KEYWORDS: HIV, breastfeeding, dapivirine, lactation, pharmacokinetics, vaginal
ABSTRACT
Breastfeeding (BF) women are an important population for biomedical HIV prevention strategies, but they are rarely included in trials. The 25-mg dapivirine vaginal ring (VR) reduced women’s risk of sexually transmitted HIV infection in two phase 3 trials conducted in Africa. We conducted a phase 1, open-label study (MTN-029/IPM 039) of dapivirine VR use among lactating women in Pittsburgh, PA, and Birmingham, AL, USA. MTN-029/IPM 039 enrolled 16 healthy adult women who had already weaned their infants but were still able to express breast milk. Women were instructed to use the VR continuously for 14 days and provided milk, plasma, and cervicovaginal fluid (CVF) samples for pharmacological analysis. No infants were exposed to the drug, but infant dosage was estimated according to FDA guidance. Adverse events (AEs) were collected at all contacts. The study was completed with 100% participant retention. Median dapivirine concentrations were 676 pg/ml in breast milk, 327 pg/ml in plasma (milk/plasma ratio ∼2.0), and 36.25 ng/mg in CVF. Six participants experienced 10 total AEs, none of which required VR discontinuation. The estimated mean daily infant dosage was 74.3 ng/kg/day. In this first study of dapivirine exposure during lactation, dapivirine VR use was associated with lower concentrations of detectable dapivirine in milk and plasma than in CVF samples and a favorable safety profile. Estimated daily levels of infant dapivirine exposure were also low. Additional studies are needed to evaluate longer periods of dapivirine VR use among BF mother-infant pairs living in regions with higher incidence of sexually transmitted HIV infection. (This study has been registered at ClinicalTrials.gov under registration no. NCT02808949.)
INTRODUCTION
Dapivirine is a nonnucleoside reverse transcriptase inhibitor (NNRTI) previously observed to have poor oral bioavailability (1). The 25-mg dapivirine vaginal ring (VR) has been shown to reduce women’s risk of acquiring sexually transmitted HIV infection in two phase 3 trials conducted in Kenya, Malawi, South Africa, Uganda, and Zimbabwe (2, 3). Low systemic dapivirine concentrations and a favorable safety profile have been observed in women using this product (2, 3).
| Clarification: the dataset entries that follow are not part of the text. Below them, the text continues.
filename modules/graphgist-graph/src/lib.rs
pub mod candidate;
pub mod client;
pub mod error;
pub mod migrate;
pub mod neo4j;
pub mod reader;
pub mod store;
pub mod txn;

#[cfg(any(test, feature = "test-utils"))]
pub mod memory;
#[cfg(feature = "test-utils")]
pub mod testutil;

pub use candidate::{resolve_candidate, CandidateService};
pub use client::GraphClient;
pub use error::GraphError;
pub use neo4j::{Neo4jStore, Neo4jTxn};
pub use neo4rs::query;
pub use reader::GraphGistReader;
pub use store::{GraphStore, GraphTxn};
pub use txn::TransactionRunner;
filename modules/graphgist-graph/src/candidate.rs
use tracing::{debug, info, warn};
use uuid::Uuid;

use graphgist_common::{CandidateId, GraphGistCandidate, ReferenceRelationship};

use crate::error::{GraphError, Result};
use crate::store::{GraphStore, GraphTxn};
use crate::txn::TransactionRunner;

/// Look up the candidate for a GraphGist, creating it if none exists yet.
///
/// Runs inside the caller's transaction; committing is the caller's job. Creation
/// snapshots the GraphGist's fields under a fresh identifier and re-points every
/// reference relationship (authors, categories, images) at the new candidate.
pub async fn resolve_candidate<T: GraphTxn>(txn: &mut T, graph_gist_uuid: Uuid) -> Result<CandidateId> {
    let graph_gist = txn
        .find_graph_gist(graph_gist_uuid)
        .await?
        .ok_or(GraphError::NotFound(graph_gist_uuid))?;

    if let Some(existing) = txn.find_candidate_id(graph_gist_uuid).await? {
        debug!(graph_gist = %graph_gist_uuid, candidate = %existing, "Reusing candidate");
        return Ok(CandidateId(existing));
    }

    let candidate = GraphGistCandidate::draft_of(&graph_gist);
    let merged = txn.merge_candidate(graph_gist_uuid, &candidate).await?;
    if merged != candidate.uuid {
        // Another transaction committed its candidate between our lookup and the merge.
        return Err(GraphError::Conflict(graph_gist_uuid));
    }

    let mut shared = 0;
    for rel in ReferenceRelationship::ALL {
        shared += txn
            .duplicate_relationships(graph_gist_uuid, candidate.uuid, rel)
            .await?;
    }

    info!(
        graph_gist = %graph_gist_uuid,
        candidate = %candidate.uuid,
        shared_references = shared,
        "Created candidate"
    );
    Ok(CandidateId(candidate.uuid))
}

/// Entry point for callers: resolves a candidate in its own transaction.
pub struct CandidateService<S> {
    runner: TransactionRunner<S>,
}

impl<S: GraphStore> CandidateService<S> {
    pub fn new(store: S) -> Self {
        Self {
            runner: TransactionRunner::new(store),
        }
    }

    /// Idempotent: every call for the same GraphGist yields the same candidate.
    /// A lost creation race is retried once, where the lookup finds the winner's draft.
    pub async fn get_or_create_candidate(&self, graph_gist_uuid: Uuid) -> Result<CandidateId> {
        match self.attempt(graph_gist_uuid).await {
            Err(GraphError::Conflict(_)) => {
                warn!(graph_gist = %graph_gist_uuid, "Candidate creation raced, retrying lookup");
                self.attempt(graph_gist_uuid).await
            }
            other => other,
        }
    }

    async fn attempt(&self, graph_gist_uuid: Uuid) -> Result<CandidateId> {
        self.runner
            .with_transaction(|txn| Box::pin(resolve_candidate(txn, graph_gist_uuid)))
            .await
    }
}
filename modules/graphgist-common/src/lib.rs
pub mod config;
pub mod error;
pub mod types;

pub use config::Config;
pub use error::ConfigError;
pub use types::*;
Several factors support additional evaluation of the dapivirine VR in lactating women. Most importantly, a high total fertility rate and extended periods of breastfeeding (BF) are common in countries with high HIV incidence (WHO Global Health Observatory data repository; accessed 4 May 2018 [http://apps.who.int/gho/data/node.home]), and significant risk for HIV acquisition postpartum appears to continue during BF (4, 5). The World Health Organization (WHO) recommends exclusive BF for 6 months minimum and continued BF with appropriate complementary foods up to 2 years of age or beyond (6). However, normal physiologic changes during the postpartum period (e.g., hormonal, body fat, and muscle mass) may impact pharmacokinetics (PK) (7), so PK profiles may differ from those of nonlactating women. The United States Food and Drug Administration (FDA) advises clinical lactation studies when drug use is anticipated in women of reproductive age (8), and a recent FDA drug labeling rule includes provision for a lactation risk summary with actual or estimated infant dose (9). However, few studies have included lactating women or breastfeeding mother-infant pairs in evaluations of HIV chemoprevention products (10).
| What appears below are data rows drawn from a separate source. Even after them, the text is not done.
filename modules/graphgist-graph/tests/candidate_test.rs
//! Integration tests for candidate resolution against a real Neo4j.
//!
//! Verifies that:
//! - Repeated calls resolve to the same candidate
//! - Fields are copied, the identifier is not
//! - Authors, categories and images are shared, not cloned
//! - Concurrent callers end up with exactly one candidate
//!
//! Requirements: Docker (for Neo4j via testcontainers)
//!
//! Run with: cargo test -p graphgist-graph --features test-utils --test candidate_test

#![cfg(feature = "test-utils")]

use std::sync::Arc;

use futures::future::join_all;
use uuid::Uuid;

use graphgist_common::{ReferenceRelationship, CANDIDATE_LABEL, GRAPH_GIST_LABEL};
use graphgist_graph::{
    query, CandidateService, GraphClient, GraphError, GraphGistReader, Neo4jStore,
};

async fn setup() -> (impl std::any::Any, GraphClient) {
    graphgist_graph::testutil::neo4j_container().await
}

async fn create_graph_gist(client: &GraphClient, title: &str, slug: &str) -> Uuid {
    let id = Uuid::new_v4();
    let q = query(
        "CREATE (:GraphGist {
            uuid: $uuid,
            title: $title,
            slug: $slug,
            asciidoc: '= ' + $title,
            summary: 'A sample graph',
            status: 'live',
            featured: true,
            is_guide: false
        })",
    )
    .param("uuid", id.to_string())
    .param("title", title)
    .param("slug", slug);
    client.inner().run(q).await.expect("Failed to create GraphGist");
    id
}

/// Create a reference node with `label` and attach it to the GraphGist via `rel`.
async fn attach(
    client: &GraphClient,
    graph_gist: Uuid,
    rel: ReferenceRelationship,
    label: &str,
) -> Uuid {
    let id = Uuid::new_v4();
    let t = rel.rel_type();
    let pattern = match rel {
        ReferenceRelationship::Wrote => format!("(r)-[:{t}]->(g)"),
        _ => format!("(g)-[:{t}]->(r)"),
    };
    let cypher = format!(
        "MATCH (g:GraphGist {{uuid: $gist}})
         CREATE (r:{label} {{uuid: $uuid}})
         CREATE {pattern}"
    );
    let q = query(&cypher)
        .param("gist", graph_gist.to_string())
        .param("uuid", id.to_string());
    client.inner().run(q).await.expect("Failed to attach reference");
    id
}

async fn count(client: &GraphClient, cypher: &str) -> i64 {
    let mut stream = client.inner().execute(query(cypher)).await.unwrap();
    let row = stream.next().await.unwrap().expect("No result row");
    row.get("n").unwrap()
}

#[tokio::test]
async fn northwind_candidate_is_created_once_and_shares_references() {
    let (_container, client) = setup().await;
    let gist = create_graph_gist(&client, "Northwind", "northwind").await;
    let author = attach(&client, gist, ReferenceRelationship::Wrote, "Person").await;
    let img1 = attach(&client, gist, ReferenceRelationship::HasImage, "Image").await;
    let img2 = attach(&client, gist, ReferenceRelationship::HasImage, "Image").await;

    let service = CandidateService::new(Neo4jStore::new(client.clone()));
    let reader = GraphGistReader::new(client.clone());

    let d1 = service.get_or_create_candidate(gist).await.unwrap();
    assert_ne!(d1.0, gist);

    let draft = reader.candidate_by_uuid(d1.0).await.unwrap().expect("draft exists");
    let canonical = reader.graph_gist_by_uuid(gist).await.unwrap().unwrap();
    assert_eq!(draft.fields, canonical.fields);
    assert_eq!(draft.fields.title, "Northwind");

    let authors = reader
        .reference_ids(CANDIDATE_LABEL, d1.0, ReferenceRelationship::Wrote)
        .await
        .unwrap();
    assert_eq!(authors, vec![author]);

    let mut images = reader
        .reference_ids(CANDIDATE_LABEL, d1.0, ReferenceRelationship::HasImage)
        .await
        .unwrap();
    images.sort();
    let mut expected = vec![img1, img2];
    expected.sort();
    assert_eq!(images, expected);

    let nodes_before = count(&client, "MATCH (n) RETURN count(n) AS n").await;
    let rels_before = count(&client, "MATCH ()-[r]->() RETURN count(r) AS n").await;

    let again = service.get_or_create_candidate(gist).await.unwrap();
    assert_eq!(again, d1);
    assert_eq!(count(&client, "MATCH (n) RETURN count(n) AS n").await, nodes_before);
    assert_eq!(
        count(&client, "MATCH ()-[r]->() RETURN count(r) AS n").await,
        rels_before
    );
}

#[tokio::test]
async fn stored_values_are_copied_exactly() {
    let (_container, client) = setup().await;
    let gist = Uuid::new_v4();
    let q = query(
        "CREATE (:GraphGist {
            uuid: $uuid,
            title: 'Empty Summary',
            slug: 'empty-summary',
            asciidoc: '',
            summary: '',
            status: '',
            created_at: datetime('2021-03-14T09:26:53Z')
        })",
    )
    .param("uuid", gist.to_string());
    client.inner().run(q).await.expect("Failed to create GraphGist");

    let service = CandidateService::new(Neo4jStore::new(client.clone()));
    let draft = service.get_or_create_candidate(gist).await.unwrap();

    let q = query(
        "MATCH (g:GraphGist {uuid: $uuid})<-[:IS_VERSION]-(c:GraphGistCandidate)
         RETURN c.summary = '' AND c.status = '' AS empty_strings_kept,
                c.created_at = g.created_at AS same_created_at,
                c.featured IS NULL AND c.is_guide IS NULL AS absent_stays_absent,
                c.uuid <> g.uuid AS own_uuid",
    )
    .param("uuid", gist.to_string());
    let mut stream = client.inner().execute(q).await.unwrap();
    let row = stream.next().await.unwrap().expect("candidate exists");
    assert!(row.get::<bool>("empty_strings_kept").unwrap());
    assert!(row.get::<bool>("same_created_at").unwrap());
    assert!(row.get::<bool>("absent_stays_absent").unwrap());
    assert!(row.get::<bool>("own_uuid").unwrap());

    let reader = GraphGistReader::new(client.clone());
    let candidate = reader.candidate_by_uuid(draft.0).await.unwrap().unwrap();
    let canonical = reader.graph_gist_by_uuid(gist).await.unwrap().unwrap();
    assert_eq!(candidate.fields, canonical.fields);
    assert_eq!(candidate.fields.summary.as_deref(), Some(""));
    assert!(candidate.fields.created_at.is_some());
}

#[tokio::test]
async fn every_reference_type_is_duplicated() {
    let (_container, client) = setup().await;
    let gist = create_graph_gist(&client, "Fraud Detection", "fraud-detection").await;
    attach(&client, gist, ReferenceRelationship::ForChallenge, "Challenge").await;
    attach(&client, gist, ReferenceRelationship::ForIndustry, "Industry").await;
    attach(&client, gist, ReferenceRelationship::ForUseCase, "UseCase").await;
    attach(&client, gist, ReferenceRelationship::ForUseCase, "UseCase").await;

    let service = CandidateService::new(Neo4jStore::new(client.clone()));
    let reader = GraphGistReader::new(client.clone());
    let draft = service.get_or_create_candidate(gist).await.unwrap();

    for rel in ReferenceRelationship::ALL {
        let from_gist = reader
            .reference_ids(GRAPH_GIST_LABEL, gist, rel)
            .await
            .unwrap();
        let from_draft = reader
            .reference_ids(CANDIDATE_LABEL, draft.0, rel)
            .await
            .unwrap();
        assert_eq!(from_draft, from_gist, "{rel}");
    }
}

#[tokio::test]
async fn guide_lookup_tries_slug_then_uuid() {
    let (_container, client) = setup().await;
    let gist = create_graph_gist(&client, "Bank Fraud", "bank-fraud").await;
    let reader = GraphGistReader::new(client.clone());

    let by_slug = reader.graph_gist("bank-fraud").await.unwrap().unwrap();
    assert_eq!(by_slug.uuid, gist);

    let by_uuid = reader.graph_gist(&gist.to_string()).await.unwrap().unwrap();
    assert_eq!(by_uuid.fields.slug, "bank-fraud");

    assert!(reader.graph_gist("no-such-guide").await.unwrap().is_none());
}

#[tokio::test]
async fn unknown_graph_gist_is_not_found() {
    let (_container, client) = setup().await;
    let service = CandidateService::new(Neo4jStore::new(client.clone()));
    let missing = Uuid::new_v4();

    let err = service.get_or_create_candidate(missing).await.unwrap_err();

    assert!(matches!(err, GraphError::NotFound(id) if id == missing));
    assert_eq!(
        count(&client, "MATCH (c:GraphGistCandidate) RETURN count(c) AS n").await,
        0
    );
}

#[tokio::test]
async fn concurrent_callers_share_one_candidate() {
    let (_container, client) = setup().await;
    let gist = create_graph_gist(&client, "Movies", "movies").await;
    attach(&client, gist, ReferenceRelationship::Wrote, "Person").await;
    attach(&client, gist, ReferenceRelationship::HasImage, "Image").await;

    let service = Arc::new(CandidateService::new(Neo4jStore::new(client.clone())));
    let calls = (0..6).map(|_| {
        let service = service.clone();
        tokio::spawn(async move { service.get_or_create_candidate(gist).await })
    });
    let ids: Vec<_> = join_all(calls)
        .await
        .into_iter()
        .map(|joined| joined.unwrap().unwrap())
        .collect();

    assert!(ids.iter().all(|id| *id == ids[0]));
    let q = query(
        "MATCH (g:GraphGist {uuid: $uuid})<-[:IS_VERSION]-(c:GraphGistCandidate)
         RETURN count(c) AS n",
    )
    .param("uuid", gist.to_string());
    let mut stream = client.inner().execute(q).await.unwrap();
    let row = stream.next().await.unwrap().unwrap();
    let n: i64 = row.get("n").unwrap();
    assert_eq!(n, 1);

    let images = count(
        &client,
        "MATCH (:GraphGistCandidate)-[r:HAS_IMAGE]->() RETURN count(r) AS n",
    )
    .await;
    assert_eq!(images, 1);
}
MTN-029/IPM 039 (ClinicalTrials registration no. NCT02808949) was a phase 1, open-label study of dapivirine VR use among lactating women. The primary study objective was to assess the PK of the dapivirine VR used for 14 consecutive days in lactating women who were not BF; MTN-029/IPM 039 also aimed to assess safety, tolerability, and adherence associated with 14-day use of the VR.
(Preliminary data were presented at the 9th International AIDS Society Conference on HIV Science and 2017 Infectious Diseases Society for Obstetrics and Gynecology Annual Meeting.)
RESULTS
A total of 32 participants were screened, of whom 16 were enrolled and 16 not enrolled, for a ratio of 2.0 participants screened for every participant enrolled. The majority of women not enrolled were ineligible (13/16, 81%); 5 of 16 women (31%) had a milk supply of less than 1 oz per expression at screening or enrollment. Other reasons for failure to enroll were eligible but declined enrollment (2 women), and accrual closed prior to enrollment (1 woman). Enrollment occurred between 16 March 2016 and 15 February 2017; eight women were enrolled in Pittsburgh, PA, and eight in Birmingham, AL. All participants completed all scheduled visits.
Characteristics of study participants are included in Table 1.
TABLE 1.
Characteristics of enrolled participants
| Characteristic | Value (n = 16 participants) |
|---|---|
| Age (yrs) | |
| Mean (SD) | 29.9 (5.4) |
| Median | 29.5 |
| Range (min–maxa ) | 20–39 |
| No. (%) aged: | |
| 18 to <25 | 3 (18.8) |
| 25 to <30 | 5 (31.3) |
| 30 to <35 | 4 (25.0) |
| 35 to <40 | 4 (25.0) |
| No. (%) of indicated race | |
| American Indian or Alaska Native | 0 |
| Asian | 0 |
| Black or African American | 4 (25.0) |
| Native Hawaiian or Pacific Islander | 0 |
| White | 10 (62.5) |
| Other | 0 |
| Multiple | 2 (12.5) |
| No. (%) of indicated ethnicity | |
| Hispanic ethnicity | 0 |
| Weight (kg) at enrollment | |
| Mean (SD) | 74.2 (22.7) |
| Median | 68.0 |
| Range (min–max) | 45–127 |
| Liver function test results | |
| AST | |
| Mean | 17.7 |
| Median | 17.0 |
| Range (min–max) | 12–28 |
| ALT | |
| Mean | 16.6 |
| Median | 16.5 |
| Range (min–max) | 8–30 |
min, minimum; max, maximum; AST, aspartate transaminase; ALT, alanine transaminase.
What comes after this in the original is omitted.